There is another album with unreleased songs. The compositions of these two albums correspond to a period in which Marciano was exploring himself: “He was desperately trying to hit the rock walls and say, ‘I want to get out of the standard’ that came from so many albums, from Big Bang, Guerra Gaucha, Planetario, who were like the rock of Enanitos, the classic formula.”

Javier Cantero has performed songs by Enanitos Verdes and unpublished compositions by his father in various tributes. With kind approval

“The river goes on”

Enanitos Verdes was born in 1979. It began with performances in bars in Mendoza and continued with concerts in small theaters in the same province and in other nearby theaters.

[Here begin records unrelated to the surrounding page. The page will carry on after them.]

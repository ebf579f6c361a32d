use crate::commands::{CmdMessage, CmdResult};
use crate::error::{ConstraintKind, Result};
use crate::store::DataStore;
use chrono::NaiveDate;
use tracing::info;

use super::helpers::recover_constraint;

pub fn movie<S: DataStore>(
    store: &mut S,
    customer_id: i64,
    movie_id: i64,
    on: NaiveDate,
) -> Result<CmdResult> {
    let mut result = CmdResult::default();
    let outcome = recover_constraint(
        store.rent_movie(customer_id, movie_id, on),
        |kind| match kind {
            ConstraintKind::ForeignKey => Some(format!(
                "Cannot rent: customer {customer_id} or movie {movie_id} does not exist"
            )),
            _ => None,
        },
    )?;

    match outcome {
        Ok(rental) => {
            info!(rental_id = rental.rental_id, "movie rented");
            result.add_message(CmdMessage::success(format!(
                "Rental {} created: movie {} to customer {} on {}",
                rental.rental_id, movie_id, customer_id, rental.rental_date
            )));
            result.affected_rentals.push(rental);
        }
        Err(message) => result.add_message(message),
    }
    Ok(result)
}
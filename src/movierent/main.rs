use std::process::ExitCode;

mod cli;

fn main() -> ExitCode {
    match cli::run() {
        Ok(code) => code,
        Err(e) => {
            eprintln!("Error: {}", e);
            ExitCode::FAILURE
        }
    }
}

The initial line-up consisted of Marciano Cantero as singer and bassist, Felipe Staiti on guitar and Daniel Piccolo on drums. After trying their luck in Buenos Aires in 1983 without much success, they took part in a festival in 1984 where they were declared Grupo Revelación. In the same year they recorded their first self-titled album, Los Enanitos Verdes, with Sergio Embrioni (1960-2011) as a guest musician. The rest is history.

The song that I still sing, from the debut album, became a hit on the radio of the Argentine capital and launched a career that today makes Enanitos Verdes one of the longest-running rock bands in Latin America and even worldwide. behind groups like the Scorpions (58 years), Chicago (56 years), El Tri from Mexico (55 years) or the legendary Rolling Stones, who can already look back on a 60-year career.

Felipe Staiti (Mendoza, 62 years old), the founding guitarist, has taken over the leadership to keep the band going. Now he is also a singer and has integrated a new line-up together with Antonio Jota Morelli (Santa Fe, 62 years old), who has been drummer since 2009. “I think the best way to combat this absence is more music. We dwarves have always been in a river, the river flows and is never the same. Although the shape looks the same, the water flows, and unfortunately that has now happened, but the dwarves embrace this sadness and expose our chests to the bullets […] The river continues to flow,” Staiti said in an interview with the Mendoza community in January this year about the group’s participation in the 2023 Thanksgiving holiday.

Guillermo Guille Vadalá (Buenos Aires, 55 years old) is now the bassist. The musician is a legend of the instrument, having played with personalities such as Pat Metheny, Luis Alberto Spinetta (1950-2012) and Fito Páez. The cast is completed by Damiano, Damián Castroviejo (Buenos Aires, 43 years old) and Arita Rockdríguez, Adriana Rodríguez (Mendoza, 45 years old) in the choirs. The Mexican Bosco Aguilar (Mexico City, 36 years old) plays the keyboards. “Now being on stage with them and playing the songs that influenced me from a young age is something amazing that makes me honored and grateful,” Aguilar tells EL PAÍS via Instagram message.

Enanitos Verdes will perform in Mexico City on November 29th and Monterrey on the 30th. In December they will participate in the Bésame Mucho festival in Los Angeles (USA) and in March 2024 they will debut at the Luna Park stadium in Buenos Aires. Aires, after a tour that included Spain, Italy, Puerto Rico, Colombia and the United States.

Perhaps the wind brought Marciano Cantero back to the Cordilleras near his hometown of Mendoza. And somewhere the song of the same name will always be heard, in which one verse says: “And so the years can go by / And I take a thousand directions / I know that I have left a world behind me / Always following an ideal / Please me.” a brave hunter / In the stars.”